Gavin gets grant check but grumbles
The Gavin school district on Friday received a check from a nonprofit education foundation to help fund a technology upgrade.
However, at least some board members complained the $5,322 cashier's check arrived from the two-year-old CURB Education Foundation after an unnecessary delay.
Foundation president Ron SaLee said the group's board of directors agreed Dec. 4 to fund the district's grant request.
"I'm glad they received and we are happy to help," said SaLee, who added the check was signed Dec. 19 and put in the mail. "And, now, we can put this whole issue behind us."
SaLee said the foundation didn't have the entire $7,952 the district requested but provided what it could to help.

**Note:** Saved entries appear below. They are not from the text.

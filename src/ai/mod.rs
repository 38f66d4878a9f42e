pub mod client;
pub mod error;
pub mod prompt;

pub use client::{ChatCompletion, ChatMessage, ChatRole, OpenAiClient};
pub use error::*;
pub use prompt::build_system_prompt;
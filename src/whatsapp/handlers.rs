// HTTP handlers binding a restaurant to a WhatsApp instance

use axum::{
    extract::{Path, State},
    http::StatusCode,
    Json,
};
use uuid::Uuid;

use crate::error::ApiError;
use crate::restaurants::Restaurant;
use crate::whatsapp::{instance_name_for, CreatedInstance, QrCode, WhatsAppStatus};
use crate::AppState;

async fn bound_instance(state: &AppState, id: Uuid) -> Result<(Restaurant, String), ApiError> {
    let restaurant = state.restaurants.find_one(id).await?;
    let instance = restaurant
        .whatsapp_instance()
        .map(str::to_string)
        .ok_or_else(|| ApiError::BadRequest("Restaurant has no WhatsApp instance".to_string()))?;
    Ok((restaurant, instance))
}

/// Handler for POST /api/restaurants/:id/whatsapp
/// Creates the gateway instance and stores the binding
pub async fn create_instance(
    State(state): State<AppState>,
    Path(id): Path<Uuid>,
) -> Result<(StatusCode, Json<CreatedInstance>), ApiError> {
    let restaurant = state.restaurants.find_one(id).await?;
    if let Some(existing) = restaurant.whatsapp_instance() {
        return Err(ApiError::Conflict {
            message: format!("Restaurant already bound to instance {}", existing),
        });
    }

    let created = state.evolution.create_instance(&instance_name_for(id)).await?;
    state
        .restaurants
        .bind_whatsapp(id, &created.instance_name, created.token.as_deref())
        .await?;

    tracing::info!("Restaurant {} bound to WhatsApp instance {}", id, created.instance_name);
    Ok((StatusCode::CREATED, Json(created)))
}

/// Handler for GET /api/restaurants/:id/whatsapp/qrcode
pub async fn get_qr_code(
    State(state): State<AppState>,
    Path(id): Path<Uuid>,
) -> Result<Json<QrCode>, ApiError> {
    let (_, instance) = bound_instance(&state, id).await?;
    Ok(Json(state.evolution.get_qr_code(&instance).await?))
}

/// Handler for GET /api/restaurants/:id/whatsapp/status
/// Also refreshes the stored connected flag
pub async fn get_status(
    State(state): State<AppState>,
    Path(id): Path<Uuid>,
) -> Result<Json<WhatsAppStatus>, ApiError> {
    let (restaurant, instance) = bound_instance(&state, id).await?;
    let gateway_state = state.evolution.connection_state(&instance).await?;
    let connected = gateway_state == "open";

    if connected != restaurant.evolution_api_connected {
        state.restaurants.set_connected(&instance, connected).await?;
    }

    Ok(Json(WhatsAppStatus {
        instance_name: instance,
        state: gateway_state,
        connected,
    }))
}

/// Handler for DELETE /api/restaurants/:id/whatsapp
pub async fn delete_instance(
    State(state): State<AppState>,
    Path(id): Path<Uuid>,
) -> Result<StatusCode, ApiError> {
    let (_, instance) = bound_instance(&state, id).await?;

    if let Err(e) = state.evolution.logout_instance(&instance).await {
        tracing::warn!("Logout of instance {} failed: {}", instance, e);
    }
    match state.evolution.delete_instance(&instance).await {
        Ok(()) => {}
        Err(e) if e.is_not_found() => {
            tracing::warn!("Instance {} was already gone from the gateway", instance);
        }
        Err(e) => return Err(e.into()),
    }

    state.restaurants.clear_whatsapp(id).await?;
    tracing::info!("Removed WhatsApp instance {} of restaurant {}", instance, id);
    Ok(StatusCode::NO_CONTENT)
}
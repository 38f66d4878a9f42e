use serde::{Deserialize, Serialize};

/// Events the gateway is asked to deliver to our webhook
pub const WEBHOOK_EVENTS: [&str; 2] = ["MESSAGES_UPSERT", "CONNECTION_UPDATE"];

/// Instance names are derived from the restaurant id
pub fn instance_name_for(restaurant_id: uuid::Uuid) -> String {
    format!("restaurant-{}", restaurant_id)
}

#[derive(Debug, Serialize)]
#[serde(rename_all = "camelCase")]
pub struct CreateInstanceRequest<'a> {
    pub instance_name: &'a str,
    pub qrcode: bool,
    pub integration: &'a str,
}

#[derive(Debug, Clone, Deserialize)]
#[serde(rename_all = "camelCase")]
pub struct InstanceInfo {
    pub instance_name: String,
    #[serde(default)]
    pub status: Option<String>,
}

/// Response of POST /instance/create
///
/// Gateway versions disagree on `hash`: either the token itself or `{"apikey": token}`.
#[derive(Debug, Clone, Deserialize)]
pub struct CreateInstanceResponse {
    pub instance: InstanceInfo,
    #[serde(default)]
    pub hash: Option<serde_json::Value>,
    #[serde(default)]
    pub qrcode: Option<QrCode>,
}

impl CreateInstanceResponse {
    pub fn instance_token(&self) -> Option<String> {
        match self.hash.as_ref()? {
            serde_json::Value::String(token) => Some(token.clone()),
            serde_json::Value::Object(map) => map
                .get("apikey")
                .and_then(|v| v.as_str())
                .map(str::to_string),
            _ => None,
        }
    }
}

/// QR code payload of GET /instance/connect/{name}
#[derive(Debug, Clone, Default, Serialize, Deserialize)]
#[serde(rename_all = "camelCase")]
pub struct QrCode {
    #[serde(default)]
    pub pairing_code: Option<String>,
    #[serde(default)]
    pub code: Option<String>,
    #[serde(default)]
    pub base64: Option<String>,
}

#[derive(Debug, Clone, Deserialize)]
#[serde(rename_all = "camelCase")]
pub struct InstanceState {
    #[serde(default)]
    pub instance_name: Option<String>,
    pub state: String,
}

#[derive(Debug, Clone, Deserialize)]
pub struct ConnectionStateResponse {
    pub instance: InstanceState,
}

#[derive(Debug, Serialize)]
pub struct SendTextRequest<'a> {
    pub number: &'a str,
    pub text: &'a str,
}

#[derive(Debug, Serialize)]
#[serde(rename_all = "camelCase")]
pub struct WebhookSettings<'a> {
    pub enabled: bool,
    pub url: &'a str,
    pub webhook_by_events: bool,
    pub webhook_base64: bool,
    pub events: &'a [&'a str],
}

#[derive(Debug, Serialize)]
pub struct SetWebhookRequest<'a> {
    pub webhook: WebhookSettings<'a>,
}

/// Result of creating an instance for a restaurant
#[derive(Debug, Clone, Serialize)]
pub struct CreatedInstance {
    pub instance_name: String,
    #[serde(skip_serializing)]
    pub token: Option<String>,
    pub qrcode: Option<QrCode>,
}

/// Body returned by the restaurant WhatsApp endpoints
#[derive(Debug, Clone, Serialize)]
pub struct WhatsAppStatus {
    pub instance_name: String,
    pub state: String,
    pub connected: bool,
}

Still, District 37 school board member Connie Thorsen said it shouldn't have taken two years to approve the grant.
"After numerous requests over the past couple of years, it's about time CURB gave the money to the students like they promised," she said.
SaLee said the board's early requests were made orally, and the district has always had to put grant requests in writing for review by the foundation.
Thorsen made oral grant requests during the past two years, she said, because the foundation never explained its rules until earlier this year.
This is isn't the first time Thorsen and fellow board member Diane Hanson have clashed with Citizens United for a Responsible Board, which later became the CURB Education Foundation.
CURB was formed in 2005 after SaLee and others filed a lawsuit in Lake County circuit court to halt demolition of Central School on Route 59 in Ingleside over structural problems.
According to tax records, CURB raised $14,889 to help cover legal costs. It paid $5,000 in the first year for litigation and $2,028 in fundraising-related expenses, leaving a fund balance of $7,861 at the end of 2005.
However, that same year, after the demolition was stopped, the school was repaired and the lawsuit settled, SaLee announced CURB would become a nonprofit group. Any money raised would be donated to students.
CURB paid $1,796 on the first two grant requests it received in writing in 2007, leaving about $6,000 in its bank account, records show.
District 37 board members made a request in June for $800 for a camcorder to record student behaviors, but Thorsen said CURB never responded.
SaLee said the request was denied because "it didn't fit the criteria of helping the students."
In November, Superintendent John Ahlemeyer asked in writing to have the CURB funds transferred to the district to help buy new multi-media carts with slide projectors capable of showing Internet Web sites on the walls in classrooms.
For the last two months, Thorsen and Hanson have been questioning former CURB supporters about the money. The former members said they knew no details.
SaLee said CURB may now fold because of the "grief from some of these board members."
"We have really poured our hearts and souls into the project, and through it all, there have been very few thank yous," he said.